For the risen Christ, time is not an issue. To Him 1,000 years or 10,000 years pass like a vapor, while simultaneously, He can give 10,000 years worth of attention to a single fleeting moment of His people’s experience. All things—including time—exist by, through, and for Christ.
The conclusion Peter seems to draw from this reality is that the Lord does nothing slow OR fast (since both slow and fast are relative terms), rather, He does all things according to the perfect will of His Father (which, in the harmony of the Trinity is His own will as well). Thus, the distance between Christ’s ascension and His second advent is neither “long” nor “short,” rather, it Peter labels it “Patience.” The intentional purposes of God in Christ—and nothing else—determine the arc of human history.
One reason Peter gives for Christ’s patient delay of His return is that He desires all of those for whom He died to come to repentance and faith. Like a Shepherd refusing to close the gate until the final, straggling sheep comes home, so too Christ will not bring about the Day of Judgment until the last soul—chosen in Him before the foundation of the world, purchased by Him on Calvary, drawn to Him by the will of the Father and working of the Spirit—is gathered to His side. Every moment of history expands the ranks of the blood-bought people of God.
One of the implications of this teaching is that every moment of history also expands our perception of the beauty of who God is in Christ. How is that? Because every new soul gathered to Christ is another life’s worth of sin that our Lord in mercy stooped to bear and another hell’s worth of punishment that our God love embraced as His own….every new disciple, therefore, opens our eyes to new fathoms of what God has done—and so who God is—in Jesus Christ.
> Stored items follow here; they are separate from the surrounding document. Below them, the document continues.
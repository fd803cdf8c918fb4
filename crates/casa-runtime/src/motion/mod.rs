#![forbid(unsafe_code)]

//! Motion: reveal scheduling, tweens, scroll-linked tracks and counters.
//!
//! Everything here is driven by explicit timestamps and scroll
//! observations handed in by the host; nothing reads a clock or blocks.

pub mod counter;
pub mod easing;
pub mod parallax;
pub mod reveal;
pub mod style;

pub use counter::{Counter, OnceFlag};
pub use easing::Ease;
pub use parallax::{ParallaxTrack, track_progress};
pub use reveal::{
    ObserveOutcome, ObserverId, RevealAction, RevealScheduler, RevealSpec, ScopeId, Tween,
};
pub use style::{Inset, ScalarProp, StyleBook, StyleFrame};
The full number of the Elect, the Perfected Bride of Christ, the Total Body of the Lord—you and me and all of our brothers and sisters, Christian—WE will be a measure of that immeasurable beauty that Paul calls us to comprehend in Ephesians 3:18-19…WE will be a tangible manifestation to all creation of the heights, depths, length, and breadth of the love of Christ—of the fullness of who God is. And one of the reasons history is still continuing is because there are still many, many more souls who must be folded in to the tapestry of God’s beauty woven on Calvary.